Without the chance of education, many will fall victim to extremist influences exploiting young people’s discontent.
And without the chance of education many will spend their teenage years denied the one gift that education brings when it offers the chance to prepare and plan for the future - hope.
It is for these reasons that the international community committed itself to universal primary and secondary education for all children by 2030 when it set the Sustainable Development Goals in September last year. And policy makers were very clear that access to education was not enough: if the quality of that schooling left 60% of pupils failing to meet basic standards of attainment then we had to focus on the good teaching, effective school leadership and the rigorous curricula that are all essential to give young people the qualifications they require to succeed.
But while the Sustainable Development Goals set a bold objective, no one was able to show how we could raise the $20 billion plus extra finance needed each year to expand access to quality education. In countries like Nigeria where nearly 10 million children are out of primary school and in Pakistan where 7 million children don’t go to school, only 2% of the national income is spent on education, about half the level of spending essential to ensure universal access to education. And education aid is not rising but falling - by more than 10% in recent years.
That is why this year the International Commission on Financing Global Education Opportunity has been convened. Leaders including Norwegian Prime Minister Erna Solberg and the presidents of Malawi, Indonesia and Chile will build a modern investment case for education and put forward a blueprint to show how countries can swiftly close a 100-year learning gap. The commission’s membership brings together five former heads of state, five Nobel laureates, former and current ministers of finance, labour and development, civil-society leaders and major CEOs.
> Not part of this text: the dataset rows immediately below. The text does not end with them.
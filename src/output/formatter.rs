//! Output formatters for analysis reports

use crate::config::OutputFormat;
use crate::error::{Result, ResumeAnalyzerError};
use crate::output::report::AnalysisReport;
use colored::{Color, Colorize};
use std::path::{Path, PathBuf};

pub trait OutputFormatter {
    fn format_report(&self, report: &AnalysisReport) -> Result<String>;
    fn supports_format(&self) -> OutputFormat;
}

/// Colored terminal rendering
pub struct ConsoleFormatter {
    use_colors: bool,
}

/// Plain text, suitable for the downloadable `.txt` file
pub struct TextFormatter;

pub struct JsonFormatter {
    pretty: bool,
}

pub struct ReportGenerator {
    console_formatter: ConsoleFormatter,
    text_formatter: TextFormatter,
    json_formatter: JsonFormatter,
}

impl ConsoleFormatter {
    pub fn new(use_colors: bool) -> Self {
        Self { use_colors }
    }

    fn colorize(&self, text: &str, color: Color) -> String {
        if self.use_colors {
            text.color(color).to_string()
        } else {
            text.to_string()
        }
    }

    fn format_header(&self, title: &str) -> String {
        if self.use_colors {
            format!("\n{} {}\n", "█".blue().bold(), title.blue().bold())
        } else {
            format!("\n█ {}\n", title)
        }
    }

    fn format_score_badge(&self, score: u8) -> String {
        let (badge, color) = match score {
            90..=100 => ("EXCELLENT", Color::Green),
            80..=89 => ("VERY GOOD", Color::BrightGreen),
            70..=79 => ("GOOD", Color::Yellow),
            60..=69 => ("FAIR", Color::BrightYellow),
            50..=59 => ("BELOW AVG", Color::Red),
            _ => ("POOR", Color::BrightRed),
        };

        if self.use_colors {
            format!("[{}]", badge.color(color).bold())
        } else {
            format!("[{}]", badge)
        }
    }
}

impl OutputFormatter for ConsoleFormatter {
    fn format_report(&self, report: &AnalysisReport) -> Result<String> {
        let meta = &report.metadata;
        let mut output = String::new();

        output.push_str(&self.format_header("📊 RESUME ANALYSIS"));
        output.push_str(&format!(
            "Role: {} | Experience: {} | Domain: {}\n",
            meta.designation, meta.experience, meta.domain
        ));
        output.push_str(&self.colorize(
            &format!(
                "Model: {} | Chunks: {}{} | {}ms\n",
                meta.model,
                meta.chunk_count,
                if meta.merged { " (merged)" } else { "" },
                meta.processing_time_ms
            ),
            Color::BrightBlack,
        ));

        if let Some(score) = report.score {
            output.push_str(&format!("\n🎯 Score: {}/100 {}\n", score, self.format_score_badge(score)));
        }

        if !report.strengths.is_empty() {
            output.push_str(&self.format_header("💪 Strengths"));
            for item in &report.strengths {
                output.push_str(&format!("  {} {}\n", self.colorize("+", Color::Green), item));
            }
        }

        if !report.improvements.is_empty() {
            output.push_str(&self.format_header("🔧 Areas to Improve"));
            for item in &report.improvements {
                output.push_str(&format!("  {} {}\n", self.colorize("-", Color::Yellow), item));
            }
        }

        output.push_str(&self.format_header("📝 Full Analysis"));
        output.push_str(&report.analysis);
        output.push('\n');

        Ok(output)
    }

    fn supports_format(&self) -> OutputFormat {
        OutputFormat::Console
    }
}

impl OutputFormatter for TextFormatter {
    fn format_report(&self, report: &AnalysisReport) -> Result<String> {
        let meta = &report.metadata;
        let mut output = String::new();

        output.push_str("Resume Analysis\n");
        output.push_str("===============\n\n");
        output.push_str(&format!("Designation: {}\n", meta.designation));
        output.push_str(&format!("Experience: {}\n", meta.experience));
        output.push_str(&format!("Domain: {}\n", meta.domain));
        output.push_str(&format!("Model: {}\n", meta.model));
        output.push_str(&format!("Generated: {}\n\n", meta.generated_at.format("%Y-%m-%d %H:%M:%S UTC")));
        output.push_str(report.analysis.trim());
        output.push('\n');

        Ok(output)
    }

    fn supports_format(&self) -> OutputFormat {
        OutputFormat::Text
    }
}

impl JsonFormatter {
    pub fn new(pretty: bool) -> Self {
        Self { pretty }
    }
}

impl OutputFormatter for JsonFormatter {
    fn format_report(&self, report: &AnalysisReport) -> Result<String> {
        let json = if self.pretty {
            serde_json::to_string_pretty(report)
        } else {
            serde_json::to_string(report)
        };
        json.map_err(|e| ResumeAnalyzerError::OutputFormatting(format!("JSON serialization failed: {}", e)))
    }

    fn supports_format(&self) -> OutputFormat {
        OutputFormat::Json
    }
}

impl ReportGenerator {
    pub fn new(use_colors: bool) -> Self {
        Self {
            console_formatter: ConsoleFormatter::new(use_colors),
            text_formatter: TextFormatter,
            json_formatter: JsonFormatter::new(true),
        }
    }

    pub fn generate_report(&self, report: &AnalysisReport, format: OutputFormat) -> Result<String> {
        match format {
            OutputFormat::Console => self.console_formatter.format_report(report),
            OutputFormat::Text => self.text_formatter.format_report(report),
            OutputFormat::Json => self.json_formatter.format_report(report),
        }
    }
}

impl Default for ReportGenerator {
    fn default() -> Self {
        Self::new(true)
    }
}

pub fn save_report_to_file(content: &str, file_path: &Path) -> Result<()> {
    use std::fs;
    if let Some(parent) = file_path.parent() {
        fs::create_dir_all(parent)?;
    }
    fs::write(file_path, content)?;
    Ok(())
}

/// Where to write the saved report, if anywhere. An explicit `--save` path is
/// a file unless it is an existing directory or ends with a separator. The
/// configured output directory is always a directory, created on save.
pub fn resolve_save_path(
    save: Option<&Path>,
    output_dir: Option<&Path>,
    format: OutputFormat,
    resume: &Path,
) -> Option<PathBuf> {
    let file_name = || suggest_filename(format, &resume.to_string_lossy(), true);

    match (save, output_dir) {
        (Some(save), _) => {
            let looks_like_dir = save.is_dir() || save.to_string_lossy().ends_with(std::path::MAIN_SEPARATOR);
            if looks_like_dir {
                Some(save.join(file_name()))
            } else {
                Some(save.to_path_buf())
            }
        }
        (None, Some(dir)) => Some(dir.join(file_name())),
        (None, None) => None,
    }
}

/// Console output is saved as plain text; the other formats keep their own extension.
pub fn suggest_filename(format: OutputFormat, resume_name: &str, timestamp: bool) -> String {
    let base_name = Path::new(resume_name)
        .file_stem()
        .unwrap_or_default()
        .to_string_lossy();

    let timestamp_suffix = if timestamp {
        format!("_{}", chrono::Utc::now().format("%Y%m%d_%H%M%S"))
    } else {
        String::new()
    };

    match format {
        OutputFormat::Console | OutputFormat::Text => format!("{}_analysis{}.txt", base_name, timestamp_suffix),
        OutputFormat::Json => format!("{}_analysis{}.json", base_name, timestamp_suffix),
    }
}

#[cfg(test)]
mod tests {
    use super::*;
    use crate::output::report::ReportMetadata;
    use chrono::{TimeZone, Utc};
    use tempfile::TempDir;

    fn report() -> AnalysisReport {
        let metadata = ReportMetadata {
            designation: "Frontend Developer".to_string(),
            experience: "Junior".to_string(),
            domain: "EdTech".to_string(),
            model: "gemma2-9b-it".to_string(),
            chunk_count: 2,
            merged: true,
            resume_characters: 4100,
            generated_at: Utc.with_ymd_and_hms(2024, 3, 1, 9, 30, 0).unwrap(),
            processing_time_ms: 2300,
        };
        AnalysisReport::from_analysis(
            "Strengths:\n- React portfolio\n\nAreas to Improve:\n- Add testing experience\n\nScore: 81/100".to_string(),
            metadata,
        )
    }

    #[test]
    fn test_console_without_colors() {
        let output = ConsoleFormatter::new(false).format_report(&report()).unwrap();
        assert!(output.contains("Score: 81/100 [VERY GOOD]"));
        assert!(output.contains("  + React portfolio"));
        assert!(output.contains("  - Add testing experience"));
        assert!(output.contains("Chunks: 2 (merged)"));
    }

    #[test]
    fn test_text_format_is_plain() {
        let output = TextFormatter.format_report(&report()).unwrap();
        assert!(output.starts_with("Resume Analysis\n"));
        assert!(output.contains("Designation: Frontend Developer"));
        assert!(output.contains("Generated: 2024-03-01 09:30:00 UTC"));
        assert!(output.trim_end().ends_with("Score: 81/100"));
        assert!(!output.contains('\u{1b}'));
        assert_eq!(TextFormatter.supports_format(), OutputFormat::Text);
    }

    #[test]
    fn test_json_round_trips_fields() {
        let output = ReportGenerator::new(false).generate_report(&report(), OutputFormat::Json).unwrap();
        let value: serde_json::Value = serde_json::from_str(&output).unwrap();
        assert_eq!(value["score"], 81);
        assert_eq!(value["metadata"]["chunk_count"], 2);
        assert_eq!(value["strengths"][0], "React portfolio");
    }

    #[test]
    fn test_suggest_filename() {
        assert_eq!(suggest_filename(OutputFormat::Text, "/tmp/jane_cv.pdf", false), "jane_cv_analysis.txt");
        assert_eq!(suggest_filename(OutputFormat::Console, "jane_cv.docx", false), "jane_cv_analysis.txt");
        assert_eq!(suggest_filename(OutputFormat::Json, "jane_cv.docx", false), "jane_cv_analysis.json");
        assert!(suggest_filename(OutputFormat::Text, "cv.pdf", true).starts_with("cv_analysis_"));
    }

    #[test]
    fn test_configured_output_dir_is_always_a_directory() {
        let dir = TempDir::new().unwrap();
        let reports = dir.path().join("reports");

        let path = resolve_save_path(None, Some(reports.as_path()), OutputFormat::Text, Path::new("cv.pdf")).unwrap();
        assert_eq!(path.parent(), Some(reports.as_path()));
        let name = path.file_name().unwrap().to_string_lossy().to_string();
        assert!(name.starts_with("cv_analysis_"));
        assert!(name.ends_with(".txt"));
    }

    #[test]
    fn test_explicit_save_path() {
        let dir = TempDir::new().unwrap();
        let file = dir.path().join("out.json");
        let resume = Path::new("cv.docx");

        assert_eq!(
            resolve_save_path(Some(file.as_path()), Some(dir.path()), OutputFormat::Json, resume),
            Some(file.clone())
        );

        let existing = resolve_save_path(Some(dir.path()), None, OutputFormat::Json, resume).unwrap();
        assert_eq!(existing.parent(), Some(dir.path()));
        assert!(existing.to_string_lossy().ends_with(".json"));

        assert_eq!(resolve_save_path(None, None, OutputFormat::Text, resume), None);
    }

    #[test]
    fn test_save_creates_parent_dirs() {
        let dir = TempDir::new().unwrap();
        let path = dir.path().join("reports").join("cv_analysis.txt");
        save_report_to_file("hello", &path).unwrap();
        assert_eq!(std::fs::read_to_string(path).unwrap(), "hello");
    }
}
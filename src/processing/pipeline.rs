//! Chunk-and-analyze pipeline
//!
//! Resume text is cut into fixed-size chunks, each chunk is sent to the
//! model together with the instruction prompt, and when there is more than
//! one chunk a final merge call consolidates the partial answers. Any failed
//! call aborts the whole analysis.

use crate::error::Result;
use crate::llm::client::{ChatModel, ChatRequest};
use crate::processing::chunker::{split_into_chunks, Chunk};
use futures::stream::{self, StreamExt, TryStreamExt};
use log::{debug, error, info};
use std::sync::Arc;

/// Inputs for one analysis. Immutable once constructed.
#[derive(Debug, Clone, PartialEq)]
pub struct AnalysisRequest {
    resume_text: String,
    instruction_prompt: String,
    model_identifier: String,
    max_output_tokens: u32,
    temperature: f32,
}

impl AnalysisRequest {
    pub fn new(
        resume_text: impl Into<String>,
        instruction_prompt: impl Into<String>,
        model_identifier: impl Into<String>,
        max_output_tokens: u32,
        temperature: f32,
    ) -> Self {
        Self {
            resume_text: resume_text.into(),
            instruction_prompt: instruction_prompt.into(),
            model_identifier: model_identifier.into(),
            max_output_tokens,
            temperature,
        }
    }

    pub fn resume_text(&self) -> &str {
        &self.resume_text
    }

    pub fn instruction_prompt(&self) -> &str {
        &self.instruction_prompt
    }

    pub fn model_identifier(&self) -> &str {
        &self.model_identifier
    }

    pub fn max_output_tokens(&self) -> u32 {
        self.max_output_tokens
    }

    pub fn temperature(&self) -> f32 {
        self.temperature
    }
}

/// Final text plus how it was produced
#[derive(Debug, Clone, PartialEq)]
pub struct PipelineOutput {
    pub text: String,
    pub chunk_count: usize,
    pub merged: bool,
}

pub struct AnalysisPipeline {
    model: Arc<dyn ChatModel>,
    combine_instruction: String,
    chunk_size: usize,
    max_concurrent_requests: usize,
}

impl AnalysisPipeline {
    pub fn new(model: Arc<dyn ChatModel>, combine_instruction: impl Into<String>, chunk_size: usize) -> Self {
        Self {
            model,
            combine_instruction: combine_instruction.into(),
            chunk_size,
            max_concurrent_requests: 1,
        }
    }

    /// Allow up to `limit` chunk calls in flight. Results are still merged in chunk order.
    pub fn with_max_concurrency(mut self, limit: usize) -> Self {
        self.max_concurrent_requests = limit.max(1);
        self
    }

    pub async fn analyze(&self, request: &AnalysisRequest) -> Result<String> {
        Ok(self.run(request).await?.text)
    }

    pub async fn run(&self, request: &AnalysisRequest) -> Result<PipelineOutput> {
        let chunks = split_into_chunks(request.resume_text(), self.chunk_size)?;

        if chunks.is_empty() {
            info!("No resume text to analyze, skipping model calls");
            return Ok(PipelineOutput {
                text: String::new(),
                chunk_count: 0,
                merged: false,
            });
        }

        info!(
            "Analyzing {} characters in {} chunk(s) with model {}",
            request.resume_text().chars().count(),
            chunks.len(),
            request.model_identifier()
        );

        let partials: Vec<String> = stream::iter(chunks.iter())
            .map(|chunk| self.analyze_chunk(request, chunk, chunks.len()))
            .buffered(self.max_concurrent_requests)
            .try_collect()
            .await?;

        if partials.len() == 1 {
            let text = partials.into_iter().next().unwrap_or_default();
            return Ok(PipelineOutput {
                text,
                chunk_count: 1,
                merged: false,
            });
        }

        let chunk_count = partials.len();
        let combined = partials.join("\n\n");
        info!("Merging {} partial results", chunk_count);

        let merge_request = ChatRequest::instruction(
            &self.combine_instruction,
            &combined,
            request.model_identifier(),
            request.max_output_tokens(),
            request.temperature(),
        );
        let merged = self.model.complete(&merge_request).await.map_err(|e| {
            error!("Merge call failed: {}", e);
            e
        })?;

        Ok(PipelineOutput {
            text: merged.trim().to_string(),
            chunk_count,
            merged: true,
        })
    }

    async fn analyze_chunk(&self, request: &AnalysisRequest, chunk: &Chunk, total: usize) -> Result<String> {
        debug!(
            "Sending chunk {}/{} ({} chars)",
            chunk.chunk_id + 1,
            total,
            chunk.char_len()
        );

        let chat_request = ChatRequest::instruction(
            request.instruction_prompt(),
            &chunk.content,
            request.model_identifier(),
            request.max_output_tokens(),
            request.temperature(),
        );

        let response = self.model.complete(&chat_request).await.map_err(|e| {
            error!("Model call for chunk {}/{} failed: {}", chunk.chunk_id + 1, total, e);
            e
        })?;

        Ok(response.trim().to_string())
    }
}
The focus will be the needs of the most marginalized and most vulnerable, the 24 million out-of-school children residing in conflict-affected countries. These children are victims of the breakdown of law and order in their communities, many of them now refugees who will never enter a classroom throughout their school-age years. Under current arrangements most of them neither receive emergency help for their schooling from humanitarian funds nor do they benefit from development aid which is not geared towards emergencies.
That is why a new proposal is under discussion in advance of the World Humanitarian Summit in Istanbul this spring, of a humanitarian platform that could coordinate and finance the provision of education in emergencies. If a fund is agreed, it need not be a traditional public-sector fund but a public-private partnership that can draw on support from business, foundations and philanthropists.
Universal education cannot be a reality until we address the challenges faced by children who are the victims of conflict. And only through a concerted effort across the whole of the world and across public, private and voluntary sectors can we rise to the magnitude of the task ahead.